History of the Hydrogen Atom H | Chemistry Net

History of the Hydrogen Atom H

History of the Hydrogen Atom H

What is the History of the Hydrogen Atom?

Atomic Number: 1 Category: Non - Metals
Atomic Weight : 1.00794 Melting Point: -259 °C
Phase: Gas Boiling Point: - 253 °C
Color: Colorless Isolated: Henry Cavendish (1766)


The English chemist Henry Cavendish (1731-1810) first isolated pure hydrogen. He observed bubbles of gas rising from a reaction of iron filings in dilute sulfuric acid. He collected the gas and found it to be highly flammable and very light: qualities that made the gas seem unusual. He was also the first person to prove that when hydrogen burned it formed water. Because the element produces water when burned in air, the French chemist Lavoisier gave it the name hydrogen, which means "water producer" (from the Greek: hydro (water υδρο) and gennao (to produce γενναω).

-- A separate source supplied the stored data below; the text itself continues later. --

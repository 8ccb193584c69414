use std::path::PathBuf;

use miette::Diagnostic;
use thiserror::Error;

use crate::types::{FormatKind, FormatVersion};

/// Main error type for gfxgen operations
#[derive(Error, Diagnostic, Debug)]
pub enum GfxError {
    #[error("IO error: {0}")]
    #[diagnostic(code(gfxgen::io))]
    IoError(#[from] std::io::Error),

    #[error("IO error with {path}: {message}")]
    #[diagnostic(code(gfxgen::io))]
    Io { path: PathBuf, message: String },

    #[error("Missing input file: {path}")]
    #[diagnostic(code(gfxgen::missing_file))]
    MissingFile { path: PathBuf },

    #[error("{kind} version mismatch: expected {expected}, found {found}")]
    #[diagnostic(
        code(gfxgen::version_mismatch),
        help("Re-save the file with a current editor; no version skew is tolerated")
    )]
    VersionMismatch {
        kind: FormatKind,
        expected: FormatVersion,
        found: FormatVersion,
    },

    #[error("Record label at offset {offset} is not valid UTF-8")]
    #[diagnostic(code(gfxgen::invalid_encoding))]
    InvalidEncoding { offset: usize },

    #[error("Truncated record at offset {offset}: needed {needed} bytes, {remaining} remain")]
    #[diagnostic(code(gfxgen::truncated_record))]
    TruncatedRecord {
        offset: usize,
        needed: usize,
        remaining: usize,
    },

    #[error("Manifest error: {message}")]
    #[diagnostic(code(gfxgen::manifest))]
    Manifest {
        message: String,
        #[help]
        help: Option<String>,
    },

    #[error("Build error: {message}")]
    #[diagnostic(code(gfxgen::build))]
    Build {
        message: String,
        #[help]
        help: Option<String>,
    },
}

pub type Result<T> = std::result::Result<T, GfxError>;
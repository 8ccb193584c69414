//! Palette import command.
//!
//! Samples the most frequent opaque colours of a PNG and writes them as
//! a well-formed `.pal` palette group, ready for the build pipeline.
//! A convenience for bootstrapping palettes from reference art; the
//! pixel editors remain the canonical producers of `.pal` files.

use std::collections::HashMap;
use std::fs;
use std::path::PathBuf;

use clap::Args;

use crate::codec::encode_palette_group;
use crate::error::{GfxError, Result};
use crate::output::{display_path, plural, Printer};
use crate::types::{Colour, FormatKind, Palette, PaletteGroup, PALETTE_LEN};

/// Sample a PNG into a .pal palette group
#[derive(Args, Debug)]
pub struct PaletteArgs {
    /// PNG file to sample colours from
    #[arg(required = true)]
    pub file: PathBuf,

    /// Output path (default: input file name with a .pal extension)
    #[arg(long, short)]
    pub output: Option<PathBuf>,

    /// Maximum number of palettes (8 colours each) to emit
    #[arg(long, default_value = "1")]
    pub max: usize,
}

/// Explicit counter for default record labels.
///
/// Owned by the importer and threaded through label creation; labels
/// never depend on shared process state.
struct LabelSequence {
    next: usize,
}

impl LabelSequence {
    fn new() -> Self {
        Self { next: 0 }
    }

    fn next_label(&mut self, prefix: &str) -> String {
        let label = format!("{}_{}", prefix, self.next);
        self.next += 1;
        label
    }
}

pub fn run(args: PaletteArgs, printer: &Printer) -> Result<()> {
    let path = &args.file;

    let img = image::open(path)
        .map_err(|e| GfxError::Io {
            path: path.clone(),
            message: e.to_string(),
        })?
        .to_rgba8();

    // Count pixel frequencies, skipping fully transparent pixels
    let mut counts: HashMap<[u8; 4], usize> = HashMap::new();
    for pixel in img.pixels() {
        let rgba = pixel.0;
        if rgba[3] == 0 {
            continue;
        }
        *counts.entry(rgba).or_insert(0) += 1;
    }

    // Most frequent first; ties broken by channel value so the same
    // image always samples the same palette
    let mut colours: Vec<([u8; 4], usize)> = counts.into_iter().collect();
    colours.sort_by(|a, b| b.1.cmp(&a.1).then(a.0.cmp(&b.0)));
    colours.truncate(args.max * PALETTE_LEN);

    if colours.is_empty() {
        return Err(GfxError::Build {
            message: format!("No opaque pixels in {}", display_path(path)),
            help: None,
        });
    }

    let sampled = colours.len();
    printer.status(
        "Sampled",
        &format!(
            "{} from {}",
            plural(sampled, "colour", "colours"),
            display_path(path)
        ),
    );

    let output = args
        .output
        .unwrap_or_else(|| path.with_extension(FormatKind::Palette.extension()));
    let group = build_group(&output, &colours);

    fs::write(&output, encode_palette_group(&group)).map_err(|e| GfxError::Io {
        path: output.clone(),
        message: format!("Failed to write palette group: {}", e),
    })?;

    printer.success(
        "Created",
        &format!(
            "{} ({})",
            display_path(&output),
            plural(group.len(), "palette", "palettes")
        ),
    );

    Ok(())
}

fn build_group(output: &std::path::Path, colours: &[([u8; 4], usize)]) -> PaletteGroup {
    let name = output
        .file_stem()
        .and_then(|s| s.to_str())
        .unwrap_or("imported");

    let mut group = PaletteGroup::new(name, FormatKind::Palette.expected_version());
    let mut labels = LabelSequence::new();

    for chunk in colours.chunks(PALETTE_LEN) {
        let mut palette = Palette::new(labels.next_label("palette"));
        for (i, (rgba, _)) in chunk.iter().enumerate() {
            palette.colours[i] = Colour::rgb(rgba[0], rgba[1], rgba[2]);
        }
        // Short final chunks leave the remaining slots black
        group.palettes.push(palette);
    }

    group
}
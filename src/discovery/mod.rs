//! Asset discovery: manifest, directory scanning, and decoding.

mod loader;
mod manifest;
mod scanner;

pub use loader::{load_bundle, read_asset};
pub use manifest::{AssetDirs, Manifest, OutputDirs, MANIFEST_FILENAME};
pub use scanner::{has_extension, scan, ScanResult};
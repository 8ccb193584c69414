//! `.4bpp` sprite sheet codec.
//!
//! A sheet is the version tag followed by labeled records with 32-byte
//! payloads: 8x8 pixels, two per byte, high nibble first. Bits 0-2 of a
//! nibble are the colour index, bit 3 is the collision flag.

use crate::codec::RecordReader;
use crate::error::Result;
use crate::types::{FormatKind, SpriteSheet, Tile, TILE_BYTES};

/// Decode a `.4bpp` buffer into a sprite sheet.
///
/// `name` is the file stem; it becomes the base for generated symbols.
pub fn decode_spritesheet(name: &str, data: &[u8]) -> Result<SpriteSheet> {
    let mut reader = RecordReader::new(data, FormatKind::Sprite)?;
    let mut sheet = SpriteSheet::new(name, reader.version());

    while !reader.is_done() {
        let record = reader.read_labeled_record(TILE_BYTES)?;
        let payload: &[u8; TILE_BYTES] = record
            .payload
            .try_into()
            .expect("record payload has fixed size");
        sheet.tiles.push(Tile::from_packed(record.label, payload));
    }

    Ok(sheet)
}

/// Encode a sprite sheet to the `.4bpp` byte layout.
pub fn encode_spritesheet(sheet: &SpriteSheet) -> Vec<u8> {
    let mut out = Vec::with_capacity(3 + sheet.len() * (1 + TILE_BYTES));
    out.extend_from_slice(&sheet.version.to_bytes());

    for tile in &sheet.tiles {
        debug_assert!(tile.label.len() <= u8::MAX as usize);
        out.push(tile.label.len() as u8);
        out.extend_from_slice(tile.label.as_bytes());
        out.extend_from_slice(&tile.to_packed());
    }

    out
}
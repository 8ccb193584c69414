//! Decoded asset models.
//!
//! Each model is self-contained: the codecs build these from a byte buffer
//! and the buffer can be dropped afterwards. Code generation only reads.

mod colour;
mod map;
mod palette;
mod sprite;
mod version;

pub use colour::Colour;
pub use map::TileMap;
pub use palette::{Palette, PaletteGroup, PALETTE_BYTES, PALETTE_LEN};
pub use sprite::{Pixel, SpriteSheet, Tile, TILE_BYTES, TILE_PX};
pub use version::{FormatKind, FormatVersion};

/// Tile map width in tiles.
pub const MAP_W: usize = 40;

/// Tile map height in tiles.
pub const MAP_H: usize = 25;

/// Cells per map plane.
pub const MAP_CELLS: usize = MAP_W * MAP_H;
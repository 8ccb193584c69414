//! Project manifest (gfxgen.yaml) parsing.
//!
//! The manifest defines where each asset category lives and where the
//! generated C files go. Every field has a convention default, so a
//! project without a manifest still builds.

use std::path::{Path, PathBuf};

use serde::{Deserialize, Serialize};

use crate::error::{GfxError, Result};

/// Manifest file name looked up in the project root.
pub const MANIFEST_FILENAME: &str = "gfxgen.yaml";

/// Project manifest loaded from gfxgen.yaml.
#[derive(Debug, Clone, Serialize, Deserialize)]
#[serde(default)]
pub struct Manifest {
    /// Per-category asset source directories.
    pub assets: AssetDirs,

    /// Output locations for generated files.
    pub output: OutputDirs,

    /// Shared library name baked into the dynamic linkage source.
    pub library: String,
}

/// Asset source directories, one per category.
#[derive(Debug, Clone, Serialize, Deserialize)]
#[serde(default)]
pub struct AssetDirs {
    pub sprites: PathBuf,
    pub backgrounds: PathBuf,
    pub fonts: PathBuf,
    pub palettes: PathBuf,
    pub maps: PathBuf,
}

/// Output directories for the generated header/source files.
#[derive(Debug, Clone, Serialize, Deserialize)]
#[serde(default)]
pub struct OutputDirs {
    /// Category enum headers and graphics.h.
    pub include: PathBuf,
    /// Dynamic linkage source (graphics.c).
    pub src: PathBuf,
    /// Static pair (lib/graphics.h, lib/graphics.c).
    pub lib: PathBuf,
}

impl Default for Manifest {
    fn default() -> Self {
        Self {
            assets: AssetDirs::default(),
            output: OutputDirs::default(),
            library: "libgraphics.so".to_string(),
        }
    }
}

impl Default for AssetDirs {
    fn default() -> Self {
        Self {
            sprites: PathBuf::from("assets/sprites"),
            backgrounds: PathBuf::from("assets/backgrounds"),
            fonts: PathBuf::from("assets/fonts"),
            palettes: PathBuf::from("assets/palettes"),
            maps: PathBuf::from("assets/maps"),
        }
    }
}

impl Default for OutputDirs {
    fn default() -> Self {
        Self {
            include: PathBuf::from("include/assets"),
            src: PathBuf::from("src/assets"),
            lib: PathBuf::from("src/lib"),
        }
    }
}

impl Manifest {
    /// Load a manifest from a gfxgen.yaml file.
    pub fn load(path: &Path) -> Result<Self> {
        let content = std::fs::read_to_string(path).map_err(|e| GfxError::Io {
            path: path.to_path_buf(),
            message: format!("Failed to read manifest: {}", e),
        })?;

        Self::parse(&content)
    }

    /// Parse a manifest from a YAML string.
    pub fn parse(content: &str) -> Result<Self> {
        serde_yaml::from_str(content).map_err(|e| GfxError::Manifest {
            message: format!("Invalid manifest: {}", e),
            help: Some("Check gfxgen.yaml syntax".to_string()),
        })
    }

    /// Load the manifest from `root` if present, falling back to defaults.
    pub fn load_or_default(root: &Path) -> Result<Self> {
        let path = root.join(MANIFEST_FILENAME);
        if path.is_file() {
            Self::load(&path)
        } else {
            Ok(Self::default())
        }
    }

    /// Asset directories in category declaration order.
    pub fn asset_dirs(&self) -> [&PathBuf; 5] {
        [
            &self.assets.sprites,
            &self.assets.backgrounds,
            &self.assets.fonts,
            &self.assets.palettes,
            &self.assets.maps,
        ]
    }
}

#[cfg(test)]
mod tests {
    use super::*;

    #[test]
    fn test_defaults() {
        let manifest = Manifest::default();
        assert_eq!(manifest.assets.sprites, PathBuf::from("assets/sprites"));
        assert_eq!(manifest.output.include, PathBuf::from("include/assets"));
        assert_eq!(manifest.library, "libgraphics.so");
    }

    #[test]
    fn test_parse_partial_manifest() {
        let manifest = Manifest::parse("library: libassets.so\n").unwrap();
        assert_eq!(manifest.library, "libassets.so");
        // Unspecified sections keep their defaults
        assert_eq!(manifest.assets.maps, PathBuf::from("assets/maps"));
    }

    #[test]
    fn test_parse_nested_override() {
        let manifest = Manifest::parse(
            "assets:\n  sprites: art/sprites\noutput:\n  include: gen/include\n",
        )
        .unwrap();
        assert_eq!(manifest.assets.sprites, PathBuf::from("art/sprites"));
        assert_eq!(manifest.output.include, PathBuf::from("gen/include"));
        assert_eq!(manifest.output.src, PathBuf::from("src/assets"));
    }

    #[test]
    fn test_parse_rejects_bad_yaml() {
        let result = Manifest::parse("assets: [not a mapping");
        assert!(result.is_err());
    }

    #[test]
    fn test_roundtrip_through_yaml() {
        let manifest = Manifest::default();
        let yaml = serde_yaml::to_string(&manifest).unwrap();
        let back = Manifest::parse(&yaml).unwrap();
        assert_eq!(back.library, manifest.library);
        assert_eq!(back.assets.fonts, manifest.assets.fonts);
    }

    #[test]
    fn test_load_or_default_missing_file() {
        let dir = tempfile::tempdir().unwrap();
        let manifest = Manifest::load_or_default(dir.path()).unwrap();
        assert_eq!(manifest.library, "libgraphics.so");
    }
}
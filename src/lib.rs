//! gfxgen - binary game-asset codec and C code generator
//!
//! A library and CLI for decoding hand-authored binary asset files
//! (`.4bpp` sprite sheets, `.pal` palette groups, `.map` tile maps) and
//! generating the C enums, data arrays, and linkage sources a game links
//! against - either statically or through runtime-resolved symbols for
//! asset hot-reload.

pub mod cli;
pub mod codec;
pub mod codegen;
pub mod discovery;
pub mod error;
pub mod output;
pub mod types;

pub use codec::{
    decode_map, decode_palette_group, decode_spritesheet, encode_map, encode_palette_group,
    encode_spritesheet, LabeledRecord, RecordReader,
};
pub use codegen::{
    graphics_header, graphics_source, library_header, library_source, map_array, map_header,
    palette_array, palette_header, sprite_array, sprite_header, CSymbol, GraphicsBundle,
};
pub use discovery::{load_bundle, scan, Manifest, ScanResult, MANIFEST_FILENAME};
pub use error::{GfxError, Result};
pub use types::{
    Colour, FormatKind, FormatVersion, Palette, PaletteGroup, Pixel, SpriteSheet, Tile, TileMap,
    MAP_CELLS, MAP_H, MAP_W, PALETTE_BYTES, PALETTE_LEN, TILE_BYTES, TILE_PX,
};
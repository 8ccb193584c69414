//! Watch command implementation.
//!
//! Re-runs generation whenever an asset file changes. Paired with the
//! dynamic linkage mode this gives live asset reload: rebuild the shared
//! library from the regenerated sources and call `GRAPHICS_reload()` in
//! the running program.

use std::path::PathBuf;
use std::sync::mpsc;

use clap::Args;
use notify::{RecursiveMode, Watcher};

use crate::cli::build;
use crate::discovery::{has_extension, Manifest};
use crate::error::{GfxError, Result};
use crate::output::{display_path, Printer};
use crate::types::FormatKind;

/// Rebuild automatically when assets change
#[derive(Args, Debug)]
pub struct WatchArgs {
    /// Project root containing gfxgen.yaml and the asset directories
    #[arg(default_value = ".")]
    pub root: PathBuf,
}

pub fn run(args: WatchArgs, printer: &Printer) -> Result<()> {
    let manifest = Manifest::load_or_default(&args.root)?;

    // Initial pass; later failures keep the watcher alive
    build::generate(&args.root, &manifest, printer)?;

    let (tx, rx) = mpsc::channel();
    let mut watcher = notify::recommended_watcher(tx).map_err(watch_error)?;

    let mut watched = 0;
    for dir in manifest.asset_dirs() {
        let path = args.root.join(dir);
        if path.is_dir() {
            watcher
                .watch(&path, RecursiveMode::Recursive)
                .map_err(watch_error)?;
            watched += 1;
        }
    }

    if watched == 0 {
        return Err(GfxError::Build {
            message: "No asset directories to watch".to_string(),
            help: Some("Run gfxgen init or create the asset directories first".to_string()),
        });
    }

    printer.info("Watching", &display_path(&args.root));

    for event in rx {
        match event {
            Ok(event) if is_asset_event(&event) => {
                if let Err(e) = build::generate(&args.root, &manifest, printer) {
                    printer.error("Failed", &e.to_string());
                }
            }
            Ok(_) => {}
            Err(e) => printer.warning("Watch", &e.to_string()),
        }
    }

    Ok(())
}

fn is_asset_event(event: &notify::Event) -> bool {
    event.paths.iter().any(|p| {
        has_extension(p, FormatKind::Sprite)
            || has_extension(p, FormatKind::Palette)
            || has_extension(p, FormatKind::Map)
    })
}

fn watch_error(e: notify::Error) -> GfxError {
    GfxError::Build {
        message: format!("File watcher error: {}", e),
        help: None,
    }
}
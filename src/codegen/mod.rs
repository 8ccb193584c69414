//! C code generation from decoded asset models.
//!
//! Emitters produce text only; they assume their input models already
//! satisfy the codec invariants and perform no validation of their own.
//! Output is deterministic: the same models in the same order always
//! produce byte-identical text.

mod arrays;
mod enums;
mod linkage;

pub use arrays::{map_array, palette_array, sprite_array};
pub use enums::{map_header, palette_enum, palette_header, sprite_enum, sprite_header};
pub use linkage::{
    graphics_header, graphics_source, library_header, library_source, GraphicsBundle,
};

use crate::types::{PaletteGroup, SpriteSheet, TileMap, MAP_CELLS, PALETTE_LEN, TILE_BYTES};

/// A model that is emitted as a named C array.
///
/// The linkage generator walks every category through this one interface:
/// the same symbol name and shape back both the static array definition
/// and the dynamically resolved pointer, so the two linkage modes stay
/// interchangeable.
pub trait CSymbol {
    /// Linker-visible symbol name, e.g. `PLAYER_SPRITE`.
    fn symbol(&self) -> String;

    /// C element type of the emitted array.
    fn element_type(&self) -> &'static str;

    /// Array dimensions, e.g. `[4][32]`.
    fn dims(&self) -> String;

    /// Sized array definition: `uint8_t PLAYER_SPRITE[4][32]`.
    fn definition(&self) -> String {
        format!("{} {}{}", self.element_type(), self.symbol(), self.dims())
    }

    /// Pointer-to-array declaration used by the dynamic pair.
    fn pointer(&self) -> String {
        format!("{} (*{}){}", self.element_type(), self.symbol(), self.dims())
    }

    /// Cast applied to the `dlsym` result.
    fn cast(&self) -> String {
        format!("({} (*){})", self.element_type(), self.dims())
    }
}

impl CSymbol for SpriteSheet {
    fn symbol(&self) -> String {
        format!("{}_SPRITE", self.name.to_uppercase())
    }

    fn element_type(&self) -> &'static str {
        "uint8_t"
    }

    fn dims(&self) -> String {
        format!("[{}][{}]", self.len(), TILE_BYTES)
    }
}

impl CSymbol for PaletteGroup {
    fn symbol(&self) -> String {
        format!("{}_PAL", self.name.to_uppercase())
    }

    fn element_type(&self) -> &'static str {
        "uint32_t"
    }

    fn dims(&self) -> String {
        format!("[{}][{}]", self.len(), PALETTE_LEN)
    }
}

impl CSymbol for TileMap {
    fn symbol(&self) -> String {
        format!("{}_MAP", self.name.to_uppercase())
    }

    fn element_type(&self) -> &'static str {
        "uint8_t"
    }

    fn dims(&self) -> String {
        format!("[1][2][{}]", MAP_CELLS)
    }
}

/// The block comment that opens every generated file.
pub(crate) fn generated_comment(text: &str) -> String {
    format!("/**\n * {}\n**/\n", text)
}

/// Include guard derived from the output file name: `sprite.h` -> `SPRITE_H_`.
pub(crate) fn include_guard(file_name: &str) -> String {
    let mut guard = file_name.to_uppercase().replace('.', "_");
    guard.push('_');
    guard
}

/// Enum type stem: first character upper, rest lower (`player` -> `Player`).
pub(crate) fn type_stem(name: &str) -> String {
    let lower = name.to_lowercase();
    let mut chars = lower.chars();
    match chars.next() {
        Some(first) => first.to_uppercase().collect::<String>() + chars.as_str(),
        None => lower,
    }
}

#[cfg(test)]
mod tests {
    use super::*;
    use crate::types::{FormatKind, FormatVersion, Tile};

    fn sheet(name: &str, tiles: usize) -> SpriteSheet {
        let mut sheet = SpriteSheet::new(name, FormatVersion::new(0, 0, 1));
        for i in 0..tiles {
            sheet.tiles.push(Tile::new(format!("t{}", i)));
        }
        sheet
    }

    #[test]
    fn test_sprite_symbol_strings() {
        let sheet = sheet("player", 4);
        assert_eq!(sheet.symbol(), "PLAYER_SPRITE");
        assert_eq!(sheet.definition(), "uint8_t PLAYER_SPRITE[4][32]");
        assert_eq!(sheet.pointer(), "uint8_t (*PLAYER_SPRITE)[4][32]");
        assert_eq!(sheet.cast(), "(uint8_t (*)[4][32])");
    }

    #[test]
    fn test_palette_symbol_strings() {
        let mut group = PaletteGroup::new("hud", FormatKind::Palette.expected_version());
        group.palettes.push(crate::types::Palette::new("a"));
        assert_eq!(group.symbol(), "HUD_PAL");
        assert_eq!(group.definition(), "uint32_t HUD_PAL[1][8]");
        assert_eq!(group.cast(), "(uint32_t (*)[1][8])");
    }

    #[test]
    fn test_map_symbol_strings() {
        let map = TileMap::new("level1", FormatKind::Map.expected_version());
        assert_eq!(map.symbol(), "LEVEL1_MAP");
        assert_eq!(map.definition(), "uint8_t LEVEL1_MAP[1][2][1000]");
        assert_eq!(map.pointer(), "uint8_t (*LEVEL1_MAP)[1][2][1000]");
    }

    #[test]
    fn test_include_guard() {
        assert_eq!(include_guard("sprite.h"), "SPRITE_H_");
        assert_eq!(include_guard("background.h"), "BACKGROUND_H_");
    }

    #[test]
    fn test_type_stem() {
        assert_eq!(type_stem("player"), "Player");
        assert_eq!(type_stem("PLAYER_SHIP"), "Player_ship");
        assert_eq!(type_stem(""), "");
    }
}
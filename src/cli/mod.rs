pub mod build;
pub mod completions;
pub mod init;
pub mod list;
pub mod palette;
pub mod watch;

use clap::{Parser, Subcommand};

/// gfxgen - C graphics header generator for binary game assets
#[derive(Parser, Debug)]
#[command(name = "gfxgen")]
#[command(version, about, long_about = None)]
pub struct Cli {
    #[command(subcommand)]
    pub command: Commands,
}

#[derive(Subcommand, Debug)]
pub enum Commands {
    /// Generate C headers and linkage sources from binary assets
    Build(build::BuildArgs),

    /// Initialize a gfxgen project (generates gfxgen.yaml)
    Init(init::InitArgs),

    /// List discovered assets and their contents
    List(list::ListArgs),

    /// Sample a PNG into a .pal palette group
    Palette(palette::PaletteArgs),

    /// Rebuild automatically when assets change
    Watch(watch::WatchArgs),

    /// Generate shell completions
    Completions(completions::CompletionsArgs),
}
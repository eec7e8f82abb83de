/// Scoreline ingest: one run
///
/// Co dělá:
///   1. Načte HTML snapshot výpisu zápasů (soubor, nebo INGEST_SOURCE_URL)
///   2. Vytáhne zápasy + ligy (primary tier, fallback když nic)
///   3. Volitelně stáhne loga týmů do IMAGE_CACHE_DIR
///   4. Upsert do SQLite (MATCH_DB_PATH), ligy a týmy normalizované
///
/// Spuštění:
///   cargo run --bin ingest

use anyhow::{Context, Result};
use dotenv::dotenv;
use logger::EventLogger;
use match_extractor::MatchExtractor;
use match_store::MatchStore;
use scoreline_ingest::config::IngestConfig;
use scoreline_ingest::init_tracing;
use site_client::{localize_logos, DiskImageCache, SiteClient};
use std::env;
use std::fs::File;
use tracing::{info, warn};

#[tokio::main]
async fn main() -> Result<()> {
    dotenv().ok();
    init_tracing();

    let cfg = IngestConfig::from_env();
    info!("=== Scoreline ingest ===");
    info!("DB: {}", cfg.db_path.display());
    info!("Logs: {}", cfg.log_dir.display());

    // Single instance lock
    let lock_file_path = env::temp_dir().join("scoreline_ingest.lock");
    let lock_file = match File::create(&lock_file_path) {
        Ok(f) => f,
        Err(e) => {
            warn!("Failed to create lock file at {:?}: {}", lock_file_path, e);
            return Ok(());
        }
    };

    let mut lock = fd_lock::RwLock::new(lock_file);
    let _write_guard = match lock.try_write() {
        Ok(guard) => {
            info!("Acquired single-instance lock.");
            guard
        }
        Err(_) => {
            warn!("Another ingest run is already in progress! Exiting.");
            return Ok(());
        }
    };

    let logger = EventLogger::new(&cfg.log_dir);
    let extractor = MatchExtractor::new(cfg.extractor_options(), logger.clone())?;

    let mut outcome = match &cfg.source_url {
        Some(url) => match SiteClient::new().fetch_page(url).await {
            Ok(html) => extractor.extract_document(url, &html),
            Err(e) => extractor.report_unreadable(url, &e),
        },
        None => extractor.extract_file(&cfg.html_path),
    };

    if let Some(err) = &outcome.read_error {
        anyhow::bail!("no document to extract: {err}");
    }
    if outcome.used_fallback() && outcome.count() > 0 {
        warn!("Listing markup changed shape; {} rows found by the fallback pass", outcome.count());
    }
    if outcome.records.is_empty() {
        warn!("No matches found in {}", outcome.source);
        return Ok(());
    }

    if let Some(dir) = &cfg.image_cache_dir {
        let cache = DiskImageCache::new(dir);
        let replaced = localize_logos(&mut outcome.records, &cache).await;
        info!("Localized {} team logos into {}", replaced, dir.display());
    }

    let records = outcome.records;
    let db_path = cfg.db_path.clone();
    let report = tokio::task::spawn_blocking(move || -> Result<_> {
        let mut store = MatchStore::open(&db_path)?.with_logger(logger);
        Ok(store.upsert_batch(&records))
    })
    .await
    .context("store task panicked")??;

    info!("Done: {}", report);
    Ok(())
}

Hydrogen is the most abundant element in the universe (88% of all atoms). It is the lightest of all the elements with 1 proton and 1 electron. It is the nuclear fuel consumed by our Sun and other stars to produce energy. At the Sun’s center, the temperature is around 15 million °C and the density is 200 kilograms per liter. In such conditions, hydrogen participates in a nuclear process and form helium nuclei, emitting huge amounts of energy.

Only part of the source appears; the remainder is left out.